There’s something else I’m missing out in my Swift implementation: type checking of MyDataSource’s compliance with the NSTableViewDataSource protocol. Old habits die hard, and I had initially ported my class over with an old-fashioned, informal approach to complying with NSTableViewDataSource: I declared a plain NSObject that happens to implement the informal protocol.

It turns that adding that protocol conformance onto my class declaration not only gains me Swift’s protocol type checking, but changes the way key functions are mapped from Swift to Objective-C:

class MyDataSource: NSObject, NSTableViewDataSource {
	func numberOfRows(in tableView: NSTableView) -> Int {
		return 0
	}
}

let thisSource = MyDataSource()
thisSource.responds(to: Selector("numberOfRowsInTableView:")) // true

Armed with the knowledge that my class intends to comply with NSTableViewDataSource, Swift generates the expected mapping to Objective-C. Notice in this final case, I don’t even have to remember to mark the function as @objc.

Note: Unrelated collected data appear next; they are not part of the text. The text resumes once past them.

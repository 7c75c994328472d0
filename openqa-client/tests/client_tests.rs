//! Integration tests for openqa-client.
//!
//! These tests verify the client API surface and the per-instance request
//! gate. The gate tests run against a small in-process HTTP responder that
//! records how many requests it is serving at the same time.

use openqa_client::{ClientError, Instance, InstanceConfig, O3_URL, OSD_URL};
use std::sync::Arc;
use std::sync::atomic::{AtomicUsize, Ordering};
use std::time::Duration;
use tokio::io::{AsyncReadExt, AsyncWriteExt};
use tokio::net::{TcpListener, TcpStream};

#[test]
fn test_instance_construction() {
    assert!(Instance::new("http://localhost:9526").is_ok());
    assert!(Instance::new("https://openqa.opensuse.org").is_ok());
}

#[test]
fn test_instance_invalid_url() {
    match Instance::new("openqa.opensuse.org") {
        Err(ClientError::InvalidUrl(msg)) => assert!(msg.contains("http://")),
        other => panic!("Expected InvalidUrl error, got {:?}", other),
    }
}

#[test]
fn test_url_normalization() {
    let a = Instance::new("http://localhost:9526").unwrap();
    let b = Instance::new("http://localhost:9526/").unwrap();
    assert_eq!(a.base_url(), b.base_url());
}

#[test]
fn test_builder_pattern() {
    let instance = Instance::new("http://localhost:9526")
        .unwrap()
        .with_credentials("KEY", "SECRET")
        .with_verbose(true)
        .with_max_recursion_depth(3)
        .with_allow_parallel(true);

    assert!(instance.has_credentials());
    assert!(instance.is_verbose());
    assert_eq!(instance.max_recursion_depth(), 3);
}

#[test]
fn test_from_config() {
    let config = InstanceConfig {
        remote: "osd".to_string(),
        api_key: Some("KEY".to_string()),
        api_secret: Some("SECRET".to_string()),
        max_recursions: 4,
        ..InstanceConfig::default()
    };
    let instance = Instance::from_config(&config).unwrap();
    assert_eq!(instance.base_url(), OSD_URL);
    assert!(instance.has_credentials());
    assert_eq!(instance.max_recursion_depth(), 4);

    let half = InstanceConfig {
        api_key: Some("KEY".to_string()),
        ..InstanceConfig::default()
    };
    let instance = Instance::from_config(&half).unwrap();
    assert_eq!(instance.base_url(), O3_URL);
    assert!(!instance.has_credentials());
}

#[test]
fn test_config_from_json() {
    let config: InstanceConfig =
        serde_json::from_str(r#"{"remote": "http://localhost:9526", "verbose": true}"#).unwrap();
    assert_eq!(config.remote, "http://localhost:9526");
    assert!(config.verbose);
    assert_eq!(config.max_recursions, 10);
}

#[test]
fn test_error_display() {
    let err = ClientError::Status {
        status: 404,
        body: None,
    };
    assert_eq!(err.to_string(), "http status code 404");
    assert_eq!(err.status(), Some(404));

    let err = ClientError::RecursionLimit { depth: 10 };
    assert!(err.to_string().contains("maximum recursion depth"));
    assert_eq!(err.status(), None);
}

/// Concurrency bookkeeping of the test responder.
#[derive(Default)]
struct Load {
    in_flight: AtomicUsize,
    peak: AtomicUsize,
    served: AtomicUsize,
}

/// Start a responder answering every request with the same job after `delay`.
async fn spawn_responder(delay: Duration) -> (String, Arc<Load>) {
    let listener = TcpListener::bind("127.0.0.1:0").await.unwrap();
    let addr = listener.local_addr().unwrap();
    let load = Arc::new(Load::default());

    let shared = load.clone();
    tokio::spawn(async move {
        while let Ok((socket, _)) = listener.accept().await {
            tokio::spawn(serve(socket, shared.clone(), delay));
        }
    });

    (format!("http://{}", addr), load)
}

async fn serve(mut socket: TcpStream, load: Arc<Load>, delay: Duration) {
    // Requests here are GETs without a body; the head is all there is.
    let mut head = Vec::new();
    let mut buf = [0u8; 1024];
    while !head.windows(4).any(|w| w == b"\r\n\r\n") {
        match socket.read(&mut buf).await {
            Ok(0) | Err(_) => return,
            Ok(n) => head.extend_from_slice(&buf[..n]),
        }
    }

    let now = load.in_flight.fetch_add(1, Ordering::SeqCst) + 1;
    load.peak.fetch_max(now, Ordering::SeqCst);
    tokio::time::sleep(delay).await;
    load.in_flight.fetch_sub(1, Ordering::SeqCst);
    load.served.fetch_add(1, Ordering::SeqCst);

    let body = r#"{"job": {"id": 1, "name": "minimal", "state": "done"}}"#;
    let response = format!(
        "HTTP/1.1 200 OK\r\nContent-Type: application/json\r\nContent-Length: {}\r\nConnection: close\r\n\r\n{}",
        body.len(),
        body
    );
    let _ = socket.write_all(response.as_bytes()).await;
    let _ = socket.shutdown().await;
}

async fn fetch_concurrently(a: Instance, b: Instance) {
    let first = tokio::spawn(async move { a.get_job(1).await });
    let second = tokio::spawn(async move { b.get_job(1).await });
    first.await.unwrap().unwrap();
    second.await.unwrap().unwrap();
}

#[tokio::test(flavor = "multi_thread", worker_threads = 2)]
async fn test_requests_are_serialized_per_instance() {
    let (url, load) = spawn_responder(Duration::from_millis(150)).await;
    let instance = Instance::new(url).unwrap();

    fetch_concurrently(instance.clone(), instance).await;

    assert_eq!(load.served.load(Ordering::SeqCst), 2);
    assert_eq!(load.peak.load(Ordering::SeqCst), 1);
}

#[tokio::test(flavor = "multi_thread", worker_threads = 2)]
async fn test_allow_parallel_lifts_gate() {
    let (url, load) = spawn_responder(Duration::from_millis(150)).await;
    let instance = Instance::new(url).unwrap().with_allow_parallel(true);

    fetch_concurrently(instance.clone(), instance).await;

    assert_eq!(load.served.load(Ordering::SeqCst), 2);
    assert_eq!(load.peak.load(Ordering::SeqCst), 2);
}

#[tokio::test(flavor = "multi_thread", worker_threads = 2)]
async fn test_separate_instances_do_not_contend() {
    let (url, load) = spawn_responder(Duration::from_millis(150)).await;
    let a = Instance::new(url.as_str()).unwrap();
    let b = Instance::new(url.as_str()).unwrap();

    fetch_concurrently(a, b).await;

    assert_eq!(load.peak.load(Ordering::SeqCst), 2);
}

#[tokio::test(flavor = "multi_thread", worker_threads = 2)]
async fn test_gate_released_after_failure() {
    // Nothing listens on port 1; both requests fail but neither blocks the other forever.
    let instance = Instance::new("http://127.0.0.1:1").unwrap();
    let other = instance.clone();

    let first = tokio::spawn(async move { instance.get_job(1).await });
    let second = tokio::spawn(async move { other.get_job(2).await });
    let result = tokio::time::timeout(Duration::from_secs(10), async {
        (first.await.unwrap(), second.await.unwrap())
    })
    .await
    .expect("gate was not released");

    assert!(matches!(result.0, Err(ClientError::Transport(_))));
    assert!(matches!(result.1, Err(ClientError::Transport(_))));
}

I guess when Swift is creating the selector mapping for a function, it does so in a few phases, prioritizing more explicit scenarios over more general:

  1. First, it defers to any explicit annotation with the @objc attribute. If I tag my “numberOfRows…” func above with “@objc(numberOfDoodads:)” then the method will be made available to Objective-C code dynamically looking for “numberOfDoodads:”.
  2. If there’s no @objc specialization, it tries to match function implementations with declarations in superclasses or protocols the class complies with. This is what gives us the automatic mapping of Swift’s “numberOfRows(in:)” to Objective-C’s “numberOfRowsInTableView:”.
  3. Finally it resorts to a default mapping based on Swift API Design Guidelines. This is what yielded the default “numberOfRowsIn:” mapping that I first encountered.

This is an example of a Swift growing pain that is particularly likely to affect folks who are adapting older source bases (and older programming mindsets!) to Swift. If you run across a completely vexing failure of Objective-C to acknowledge your Swift class’s protocol compliance, start by making sure that you’ve actually declared the compliance in your class declaration!